*** Opening of DATASET ENTRIES ***

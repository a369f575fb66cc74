//! Logging infrastructure for Bulwark
//!
//! The library crates emit through the `log` facade and report breaker
//! activity as [`BreakerEvent`](bulwark_resilience::BreakerEvent)s. This crate
//! installs a `tracing` subscriber that captures both, and provides sinks that
//! turn breaker events and error records into structured tracing events.

pub mod init;
pub mod record;
pub mod sink;

pub use init::{init_logging_from_config, init_simple_tracing};
pub use record::{log_error_record, severity_level};
pub use sink::TracingEventSink;
//! Composition of retry, circuit breaker and timeout
//!
//! [`ResilientExecutor`] always applies the patterns in the same order:
//!
//! ```text
//! Retry(CircuitBreaker(Timeout(op)))
//! ```
//!
//! The timeout bounds each attempt, the breaker accounts for each attempt,
//! and the retry loop governs how many attempts run and how they are spaced.
//! A per-attempt timeout set on the retry policy is moved to the innermost
//! position so this order holds however the executor was configured.

use bulwark_core::{wrap, BoxError, ErrorContext, ManagedError};
use std::future::{Future, Ready};
use std::ops::ControlFlow;
use std::time::Duration;
use tokio_util::sync::CancellationToken;

use crate::circuit_breaker::{CircuitBreaker, CircuitBreakerConfig};
use crate::registry::BreakerRegistry;
use crate::retry::{RetryExecutor, RetryPolicy};
use crate::settings::ResilienceSettings;
use crate::timeout::TimeoutGuard;

type NoFallback<T> = fn() -> Ready<T>;

/// Runs operations through retry, a shared circuit breaker and a timeout
#[derive(Debug, Clone)]
pub struct ResilientExecutor {
    name: String,
    breaker: CircuitBreaker,
    retry: RetryExecutor,
    timeout: Option<TimeoutGuard>,
}

impl ResilientExecutor {
    pub fn builder(name: impl Into<String>) -> ResilientExecutorBuilder {
        ResilientExecutorBuilder::new(name)
    }

    /// Executor for resource `name` whose breaker is shared through `registry`
    pub fn from_settings(
        name: &str,
        settings: &ResilienceSettings,
        registry: &BreakerRegistry,
    ) -> Self {
        let breaker = registry.get_or_create_with(name, settings.circuit_breaker.clone());
        Self::builder(name)
            .breaker(breaker)
            .retry_policy(settings.retry.clone())
            .build()
    }

    pub fn name(&self) -> &str {
        &self.name
    }

    pub fn breaker(&self) -> &CircuitBreaker {
        &self.breaker
    }

    pub fn retry_policy(&self) -> &RetryPolicy {
        self.retry.policy()
    }

    /// Per-attempt timeout
    pub fn timeout(&self) -> Option<Duration> {
        self.timeout.as_ref().map(TimeoutGuard::limit)
    }

    /// Run `op` with retries, breaker accounting and the per-attempt timeout
    pub async fn execute<F, Fut, T, E>(&self, op: F) -> Result<T, ManagedError>
    where
        F: FnMut() -> Fut,
        Fut: Future<Output = Result<T, E>>,
        E: Into<BoxError>,
    {
        self.run(op, None::<NoFallback<T>>, None).await
    }

    /// Like [`execute`](Self::execute), but serve `fallback` instead of a
    /// CIRCUIT_OPEN error once the breaker rejects an attempt
    pub async fn execute_with_fallback<F, Fut, T, E, FB, FBFut>(
        &self,
        op: F,
        fallback: FB,
    ) -> Result<T, ManagedError>
    where
        F: FnMut() -> Fut,
        Fut: Future<Output = Result<T, E>>,
        E: Into<BoxError>,
        FB: FnOnce() -> FBFut,
        FBFut: Future<Output = T>,
    {
        self.run(op, Some(fallback), None).await
    }

    /// Like [`execute`](Self::execute), but stop retrying once `token` is
    /// cancelled. The attempt in flight is allowed to finish.
    pub async fn execute_with_cancellation<F, Fut, T, E>(
        &self,
        op: F,
        token: &CancellationToken,
    ) -> Result<T, ManagedError>
    where
        F: FnMut() -> Fut,
        Fut: Future<Output = Result<T, E>>,
        E: Into<BoxError>,
    {
        self.run(op, None::<NoFallback<T>>, Some(token)).await
    }

    /// Bind `op` to this executor, producing a reusable callable
    pub fn wrap<F>(&self, op: F) -> Wrapped<F> {
        Wrapped {
            executor: self.clone(),
            op,
        }
    }

    async fn run<F, Fut, T, E, FB, FBFut>(
        &self,
        mut op: F,
        mut fallback: Option<FB>,
        cancel: Option<&CancellationToken>,
    ) -> Result<T, ManagedError>
    where
        F: FnMut() -> Fut,
        Fut: Future<Output = Result<T, E>>,
        E: Into<BoxError>,
        FB: FnOnce() -> FBFut,
        FBFut: Future<Output = T>,
    {
        let mut attempt = 0;

        loop {
            // op is only invoked once the breaker has admitted the attempt
            let result = self.breaker.execute(|| self.attempt(op())).await;

            let result = match result {
                Err(error) if error.did_not_execute() => match fallback.take() {
                    Some(fallback) => {
                        log::debug!("{} serving fallback: {}", self.name, error);
                        return Ok(fallback().await);
                    }
                    None => Err(error),
                },
                other => other,
            };

            match self.retry.after_attempt(attempt, result, cancel).await {
                ControlFlow::Break(outcome) => {
                    return outcome.map_err(|mut error| {
                        error.merge_context(ErrorContext::new().component(self.name.as_str()));
                        error
                    })
                }
                ControlFlow::Continue(()) => attempt += 1,
            }
        }
    }

    async fn attempt<Fut, T, E>(&self, fut: Fut) -> Result<T, ManagedError>
    where
        Fut: Future<Output = Result<T, E>>,
        E: Into<BoxError>,
    {
        match &self.timeout {
            Some(guard) => guard.run(fut).await,
            None => fut.await.map_err(|error| wrap(error, ErrorContext::new())),
        }
    }
}

/// An operation bound to a [`ResilientExecutor`]
#[derive(Debug, Clone)]
pub struct Wrapped<F> {
    executor: ResilientExecutor,
    op: F,
}

impl<F> Wrapped<F> {
    pub fn executor(&self) -> &ResilientExecutor {
        &self.executor
    }

    /// Invoke the bound operation through the executor
    pub async fn call<Fut, T, E>(&mut self) -> Result<T, ManagedError>
    where
        F: FnMut() -> Fut,
        Fut: Future<Output = Result<T, E>>,
        E: Into<BoxError>,
    {
        self.executor.execute(&mut self.op).await
    }
}

/// Builder for [`ResilientExecutor`]
pub struct ResilientExecutorBuilder {
    name: String,
    breaker: Option<CircuitBreaker>,
    breaker_config: CircuitBreakerConfig,
    policy: RetryPolicy,
    timeout: Option<Duration>,
}

impl ResilientExecutorBuilder {
    pub fn new(name: impl Into<String>) -> Self {
        Self {
            name: name.into(),
            breaker: None,
            breaker_config: CircuitBreakerConfig::default(),
            policy: RetryPolicy::default(),
            timeout: None,
        }
    }

    /// Use an existing, possibly shared, breaker
    pub fn breaker(mut self, breaker: CircuitBreaker) -> Self {
        self.breaker = Some(breaker);
        self
    }

    /// Configuration for a private breaker. Ignored when a breaker is supplied.
    pub fn breaker_config(mut self, config: CircuitBreakerConfig) -> Self {
        self.breaker_config = config;
        self
    }

    pub fn retry_policy(mut self, policy: RetryPolicy) -> Self {
        self.policy = policy;
        self
    }

    /// Per-attempt timeout. Takes precedence over the policy's timeout.
    pub fn timeout(mut self, timeout: Duration) -> Self {
        self.timeout = Some(timeout);
        self
    }

    pub fn build(self) -> ResilientExecutor {
        let mut policy = self.policy;
        let timeout = self.timeout.or(policy.timeout.take());
        let breaker = self
            .breaker
            .unwrap_or_else(|| CircuitBreaker::new(self.name.as_str(), self.breaker_config));

        ResilientExecutor {
            timeout: timeout.map(|limit| TimeoutGuard::named(self.name.as_str(), limit)),
            retry: RetryExecutor::new(policy).with_name(self.name.as_str()),
            breaker,
            name: self.name,
        }
    }
}

#[cfg(test)]
mod tests {
    use super::*;
    use crate::backoff::BackoffStrategy;
    use crate::circuit_breaker::CircuitState;
    use bulwark_core::ErrorKind;
    use std::sync::atomic::{AtomicU32, Ordering};

    fn quick_policy(max_attempts: u32) -> RetryPolicy {
        RetryPolicy::default()
            .with_max_attempts(max_attempts)
            .with_backoff(
                BackoffStrategy::Fixed,
                Duration::from_millis(5),
                Duration::from_millis(5),
            )
            .with_jitter(0.0)
    }

    #[test]
    fn test_policy_timeout_moves_innermost() {
        let executor = ResilientExecutor::builder("search")
            .retry_policy(quick_policy(2).with_timeout(Duration::from_millis(75)))
            .build();

        assert_eq!(executor.timeout(), Some(Duration::from_millis(75)));
        assert_eq!(executor.retry_policy().timeout, None);
    }

    #[tokio::test]
    async fn test_breaker_counts_every_attempt() {
        let executor = ResilientExecutor::builder("inventory")
            .breaker_config(CircuitBreakerConfig {
                failure_threshold: 2,
                reset_timeout: Duration::from_secs(60),
                ..Default::default()
            })
            .retry_policy(quick_policy(5))
            .build();
        let calls = AtomicU32::new(0);

        let err = executor
            .execute(|| {
                calls.fetch_add(1, Ordering::SeqCst);
                async { Err::<(), _>(ManagedError::network("connection reset")) }
            })
            .await
            .unwrap_err();

        // Third attempt is rejected by the open breaker and not retried
        assert_eq!(calls.load(Ordering::SeqCst), 2);
        assert_eq!(err.kind(), ErrorKind::CircuitOpen);
        assert_eq!(err.component(), Some("inventory"));
        assert_eq!(executor.breaker().state(), CircuitState::Open);
    }

    #[tokio::test]
    async fn test_fallback_when_circuit_open() {
        let executor = ResilientExecutor::builder("pricing")
            .retry_policy(quick_policy(0))
            .build();
        executor.breaker().force_open();

        let price = executor
            .execute_with_fallback(|| async { Ok::<_, ManagedError>(10) }, || async { 0 })
            .await
            .unwrap();

        assert_eq!(price, 0);
    }

    #[tokio::test]
    async fn test_wrapped_callable_is_reusable() {
        let executor = ResilientExecutor::builder("counter")
            .retry_policy(quick_policy(0))
            .build();
        let mut next = 0u32;
        let mut wrapped = executor.wrap(move || {
            next += 1;
            let value = next;
            async move { Ok::<_, ManagedError>(value) }
        });

        assert_eq!(wrapped.call().await.unwrap(), 1);
        assert_eq!(wrapped.call().await.unwrap(), 2);
        assert_eq!(wrapped.executor().breaker().metrics().total_successes, 2);
    }

    #[tokio::test]
    async fn test_from_settings_shares_registry_breaker() {
        let registry = BreakerRegistry::new();
        let settings = ResilienceSettings::default();

        let first = ResilientExecutor::from_settings("ledger", &settings, &registry);
        let second = settings.executor("ledger", &registry);

        first.breaker().force_open();
        assert!(second.breaker().is_open());
    }
}
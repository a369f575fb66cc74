//! Breaker listener that emits structured tracing events

use bulwark_resilience::{BreakerEvent, BreakerEventKind, BreakerListener};

/// Forwards breaker events to `tracing` with their counters as fields.
///
/// Transitions to open are warnings, other transitions info, rejections
/// debug, and per-call outcomes trace.
#[derive(Debug, Default, Clone, Copy)]
pub struct TracingEventSink;

impl TracingEventSink {
    pub fn new() -> Self {
        Self
    }
}

macro_rules! breaker_event {
    ($level:expr, $event:expr, $message:literal) => {
        tracing::event!(
            $level,
            breaker = %$event.name,
            event = %$event.kind,
            failure_count = $event.counters.failure_count,
            success_count = $event.counters.success_count,
            consecutive_failures = $event.counters.consecutive_failures,
            total_requests = $event.counters.total_requests,
            total_failures = $event.counters.total_failures,
            total_rejected = $event.counters.total_rejected,
            timestamp = %$event.timestamp.to_rfc3339(),
            $message
        )
    };
}

impl BreakerListener for TracingEventSink {
    fn on_event(&self, event: &BreakerEvent) {
        use tracing::Level;

        match event.kind {
            BreakerEventKind::Open => breaker_event!(Level::WARN, event, "circuit opened"),
            BreakerEventKind::Close => breaker_event!(Level::INFO, event, "circuit closed"),
            BreakerEventKind::HalfOpen => {
                breaker_event!(Level::INFO, event, "circuit half-open")
            }
            BreakerEventKind::Rejected => {
                breaker_event!(Level::DEBUG, event, "call rejected by open circuit")
            }
            BreakerEventKind::Success => breaker_event!(Level::TRACE, event, "call succeeded"),
            BreakerEventKind::Failure => breaker_event!(Level::TRACE, event, "call failed"),
        }
    }
}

*** Close of DATASET ENTRIES ***

_DIRECTIONS_. Needed here are the exact lines from the start of the material through the line that contains "they are spaced.", and no others.

_YOUR SOLUTION_.
repository a369f575fb66cc74
//! Logging infrastructure for Bulwark
//!
//! The library crates emit through the `log` facade and report breaker
//! activity as [`BreakerEvent`](bulwark_resilience::BreakerEvent)s. This crate
//! installs a `tracing` subscriber that captures both, and provides sinks that
//! turn breaker events and error records into structured tracing events.

pub mod init;
pub mod record;
pub mod sink;

pub use init::{init_logging_from_config, init_simple_tracing};
pub use record::{log_error_record, severity_level};
pub use sink::TracingEventSink;
//! Composition of retry, circuit breaker and timeout
//!
//! [`ResilientExecutor`] always applies the patterns in the same order:
//!
//! ```text
//! Retry(CircuitBreaker(Timeout(op)))
//! ```
//!
//! The timeout bounds each attempt, the breaker accounts for each attempt,
//! and the retry loop governs how many attempts run and how they are spaced.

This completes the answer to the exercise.